For Shary Boyle, though, Venice is right where it has been for months: smack in front of her face. Inside her Wallace Avenue studio, Boyle is flanked by an assistant and a photography team from the National Gallery of Canada, sent to document the biggest, central and most remarkable component of the installation she’s created for the Canada Pavilion: The Cave Painter (2013), a wizened, limby mermaid, clutching a newborn to her breast with long, skeletal fingers.
“You know the image of the Victorian cart horse—the one where it collapses in the street, and the driver gets out and beats it until it finally gets up and keeps pulling?” she asks, with a rueful grin. “I’ve had a few of those moments the last while.”
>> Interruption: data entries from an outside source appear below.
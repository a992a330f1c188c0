use std::io;
use tracing_subscriber::{fmt, EnvFilter};

const DEFAULT_FILTER: &str = "info,tower_http=info,axum=info,sqlx=warn";

/// Initialize tracing subscriber with sensible defaults and stdout writer.
/// - Respects `RUST_LOG` if set
/// - Falls back to `info,tower_http=info,axum=info,sqlx=warn`
/// - Writes to stdout to improve visibility in environments that hide stderr
pub fn init_logging_default() {
    let env_filter = EnvFilter::try_from_default_env()
        .unwrap_or_else(|_| EnvFilter::new(DEFAULT_FILTER));
    let _ = fmt()
        .with_env_filter(env_filter)
        .with_target(false)
        .compact()
        .with_writer(io::stdout)
        .try_init();
}

/// Initialize tracing subscriber with JSON structured output.
/// Same filter rules as [`init_logging_default`]; one JSON object per line.
pub fn init_logging_json() {
    let env_filter = EnvFilter::try_from_default_env()
        .unwrap_or_else(|_| EnvFilter::new(DEFAULT_FILTER));
    let _ = fmt()
        .with_env_filter(env_filter)
        .with_target(true)
        .json()
        .with_writer(io::stdout)
        .try_init();
}

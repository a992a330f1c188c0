#![cfg(test)]
use sea_orm::DatabaseConnection;

/// Fresh in-memory SQLite database with migrations applied; one per test.
pub async fn get_db() -> Result<DatabaseConnection, anyhow::Error> {
    models::db::connect_in_memory().await
}
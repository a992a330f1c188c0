//! Create `loans` table.
//! One row per borrower account; balances are plain integers.
use sea_orm_migration::{prelude::*, schema::*};

#[derive(DeriveMigrationName)]
pub struct Migration;

#[async_trait::async_trait]
impl MigrationTrait for Migration {
    async fn up(&self, manager: &SchemaManager) -> Result<(), DbErr> {
        manager
            .create_table(
                Table::create()
                    .table(Loans::Table)
                    .if_not_exists()
                    .col(pk_auto(Loans::LoanId))
                    .col(string_len(Loans::MobileNumber, 15).not_null())
                    .col(string_len(Loans::LoanNumber, 64).not_null())
                    .col(string_len(Loans::LoanType, 100).not_null())
                    .col(integer(Loans::TotalLoan).not_null())
                    .col(integer(Loans::AmountPaid).not_null())
                    .col(integer(Loans::OutstandingAmount).not_null())
                    .col(timestamp_with_time_zone(Loans::CreatedAt).not_null())
                    .col(timestamp_with_time_zone(Loans::UpdatedAt).not_null())
                    .to_owned(),
            )
            .await
    }

    async fn down(&self, manager: &SchemaManager) -> Result<(), DbErr> {
        manager.drop_table(Table::drop().table(Loans::Table).to_owned()).await
    }
}

#[derive(DeriveIden)]
pub(crate) enum Loans {
    Table,
    LoanId,
    MobileNumber,
    LoanNumber,
    LoanType,
    TotalLoan,
    AmountPaid,
    OutstandingAmount,
    CreatedAt,
    UpdatedAt,
}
Industriousness is a state of being for Boyle, who, at 41, has always been known for a steadfast, can-do commitment to her work. Even for her, this year has been a test. The mermaid rests in a cave that measures 4.5 square metres—all by itself, by far the largest, most ambitious work she’s ever made. But it’s just one of almost a dozen components Boyle has fashioned to transform the Canada Pavilion into both distant planetscape and deep subterranean grotto.
Like everything she does, these two poles are inextricably linked, and, like everything she does, they form a universe unto themselves. This time, though, it’s as close to a completist version as she’s ever come. That she’s put it together in the space of roughly six months is testament both to Boyle’s creative reserves and to her iron will.
In August, just as she was readying to transform drawings and ideas into physical form, she suffered a disc herniation, which made sculpting almost intolerably painful. After an anxious couple of weeks, a chiropractor loosened things up enough for her to work at near-full speed, and she’d need to: in December, just before Christmas, Boyle found out that her deadline for the central installation had been moved up a month, from March to February. Putting the mermaid and her cave on a boat, not a plane, would mean crucial cost savings for the National Gallery. Boyle, whose well was already near dry, dug that much deeper and found, as she always seems to, more.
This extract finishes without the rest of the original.